impl GameState {
    /// New session on the classic maze with default tuning
    pub fn new(seed: u64, best_score: u64) -> Self {
        Self::with_config(Tuning::default(), LayoutSet::classic(), seed, best_score)
    }

    /// New session at level 1
    pub fn with_config(tuning: Tuning, layouts: LayoutSet, seed: u64, best_score: u64) -> Self {
        let layout = layouts.for_level(1);
        let grid = layout.fresh_grid();
        let pellets_remaining = layout.pellet_count();
        let lives = tuning.initial_lives;

        let mut state = Self {
            seed,
            rng: Pcg32::seed_from_u64(seed),
            tuning,
            layouts,
            grid,
            pellets_remaining,
            player: Player::new(glam::IVec2::ZERO, 0.0),
            pursuers: Vec::with_capacity(Role::ALL.len()),
            score: 0,
            lives,
            level: 1,
            power_ms: 0.0,
            eat_streak: 0,
            elapsed_ms: 0.0,
            best_score,
            phase: GamePhase::AwaitingStart,
            bonus_life_awarded: false,
            events: Vec::new(),
        };
        state.respawn_actors();
        state
    }

    /// Read-only maze
    pub fn grid(&self) -> &Grid {
        &self.grid
    }

    /// Layout of the current level
    pub fn layout(&self) -> &Layout {
        self.layouts.for_level(self.level)
    }

    /// Buffer a direction. Leaves `AwaitingStart`; ignored after game over.
    pub fn request_direction(&mut self, direction: Direction) {
        if self.phase == GamePhase::GameOver {
            return;
        }
        self.player.queue(direction);
        if self.phase == GamePhase::AwaitingStart {
            self.phase = GamePhase::Playing;
        }
    }

    /// Toggle between `Playing` and `Paused`; no-op in any other phase
    pub fn toggle_pause(&mut self) {
        self.phase = match self.phase {
            GamePhase::Playing => GamePhase::Paused,
            GamePhase::Paused => GamePhase::Playing,
            other => other,
        };
    }

    /// Replace this session with a fresh one at level 1, keeping tuning,
    /// layouts and the best score
    pub fn restart(&mut self) {
        let seed = self.rng.next_u64();
        log::info!("Restarting session (best score {})", self.best_score);
        *self = Self::with_config(
            self.tuning.clone(),
            self.layouts.clone(),
            seed,
            self.best_score,
        );
    }

    /// Take the events accumulated since the last call
    pub fn drain_events(&mut self) -> Vec<GameEvent> {
        std::mem::take(&mut self.events)
    }

    /// Frightened pursuers should flash (power about to run out)
    pub fn is_flash_window(&self) -> bool {
        self.power_ms > 0.0 && self.power_ms < self.tuning.flash_start_ms
    }

    /// Put every actor back on its spawn tile with level-scaled speed
    pub(super) fn respawn_actors(&mut self) {
        let layout = self.layouts.for_level(self.level);
        let spawns = *layout.spawns();
        let (width, height) = (layout.width(), layout.height());
        let speeds = self.tuning.pursuer_speeds_for_level(self.level);

        self.player = Player::new(spawns.player, self.tuning.player_speed_for_level(self.level));
        self.pursuers = Role::ALL
            .iter()
            .map(|&role| {
                let scatter = role.spec().corner.tile(width, height);
                Pursuer::new(
                    role,
                    spawns.pursuers[role.index()],
                    spawns.pursuer_home,
                    scatter,
                    speeds.chase,
                )
            })
            .collect();
    }

    /// Move the player and apply the effects of every tile it entered
    pub(super) fn update_player(&mut self, dt: f32) {
        let eaten = self.player.update(&mut self.grid, dt);
        for tile in eaten {
            self.pellets_remaining = self.pellets_remaining.saturating_sub(1);
            match tile {
                Tile::Pellet => {
                    self.events.push(GameEvent::PelletEaten);
                    self.add_score(self.tuning.pellet_points);
                }
                Tile::PowerPellet => {
                    self.events.push(GameEvent::PowerPelletEaten);
                    self.add_score(self.tuning.power_pellet_points);
                    self.activate_power();
                }
                Tile::Wall | Tile::Empty => {}
            }
        }
    }

    /// Move every pursuer against the player's current position
    pub(super) fn update_pursuers(&mut self, dt: f32) {
        let ctx = PursuitContext {
            grid: &self.grid,
            player_pos: self.player.mover.position(self.grid.size()),
            player_dir: self.player.mover.direction,
            speeds: self.tuning.pursuer_speeds_for_level(self.level),
            lookahead: self.tuning.chase_lookahead,
            retreat_radius: self.tuning.retreat_radius,
        };
        for pursuer in &mut self.pursuers {
            pursuer.update(&ctx, &mut self.rng, dt);
        }
    }

    /// Apply player/pursuer contacts for this tick
    pub(super) fn resolve_collisions(&mut self) {
        let size = self.grid.size();
        let player_pos = self.player.mover.position(size);
        let contacts = find_contacts(player_pos, &self.pursuers, size, self.tuning.contact_radius);

        for contact in contacts {
            match contact {
                Contact::Eat(i) => {
                    let role = self.pursuers[i].role;
                    self.pursuers[i].send_home();
                    self.eat_streak += 1;
                    let points = self.tuning.pursuer_points(self.eat_streak);
                    log::debug!("Ate {} (streak {}, +{})", role.name(), self.eat_streak, points);
                    self.events.push(GameEvent::PursuerEaten { role, points });
                    self.add_score(points);
                }
                Contact::Caught(i) => {
                    let role = self.pursuers[i].role;
                    self.lose_life(role);
                }
            }
        }
    }

    /// Count down power mode; on expiry frightened pursuers calm down
    pub(super) fn tick_power(&mut self, dt_ms: f32) {
        if self.power_ms <= 0.0 {
            return;
        }
        self.power_ms = (self.power_ms - dt_ms).max(0.0);
        if self.power_ms == 0.0 {
            self.eat_streak = 0;
            for pursuer in &mut self.pursuers {
                if pursuer.mode == Mode::Frightened {
                    pursuer.calm();
                }
            }
        }
    }

    /// Load the next layout and wait for input
    pub(super) fn advance_level(&mut self) {
        log::info!("Level {} cleared (score {})", self.level, self.score);
        self.events.push(GameEvent::LevelCleared { level: self.level });

        self.level += 1;
        let layout = self.layouts.for_level(self.level);
        self.grid = layout.fresh_grid();
        self.pellets_remaining = layout.pellet_count();
        self.power_ms = 0.0;
        self.eat_streak = 0;
        self.respawn_actors();
        self.phase = GamePhase::AwaitingStart;
    }

    fn add_score(&mut self, points: u64) {
        self.score += points;
        if self.score > self.best_score {
            self.best_score = self.score;
        }
        if !self.bonus_life_awarded && self.score >= self.tuning.bonus_life_score {
            self.bonus_life_awarded = true;
            self.lives = self.lives.saturating_add(1);
            log::info!("Bonus life at {} points", self.score);
            self.events.push(GameEvent::BonusLife);
        }
    }

    fn activate_power(&mut self) {
        log::debug!("Power mode for {} ms", self.tuning.power_duration_ms);
        self.power_ms = self.tuning.power_duration_ms;
        self.eat_streak = 0;
        for pursuer in &mut self.pursuers {
            pursuer.frighten(self.tuning.power_duration_ms);
        }
    }

    fn lose_life(&mut self, role: Role) {
        self.lives = self.lives.saturating_sub(1);
        self.power_ms = 0.0;
        self.eat_streak = 0;
        for pursuer in &mut self.pursuers {
            pursuer.calm();
        }
        self.events.push(GameEvent::PlayerCaught {
            role,
            lives_left: self.lives,
        });

        if self.lives == 0 {
            log::info!("Game over at level {} with {} points", self.level, self.score);
            self.phase = GamePhase::GameOver;
            self.events.push(GameEvent::GameOver { score: self.score });
        } else {
            log::debug!("Caught by {}, {} lives left", role.name(), self.lives);
            self.phase = GamePhase::AwaitingStart;
            self.respawn_actors();
        }
    }
}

^^^^^^^^

• WHAT TO PRODUCE
Copy out each line of the entries where the word "position" is found.

• ANSWER BOX
    /// Move every pursuer against the player's current position
            player_pos: self.player.mover.position(self.grid.size()),
        let player_pos = self.player.mover.position(size);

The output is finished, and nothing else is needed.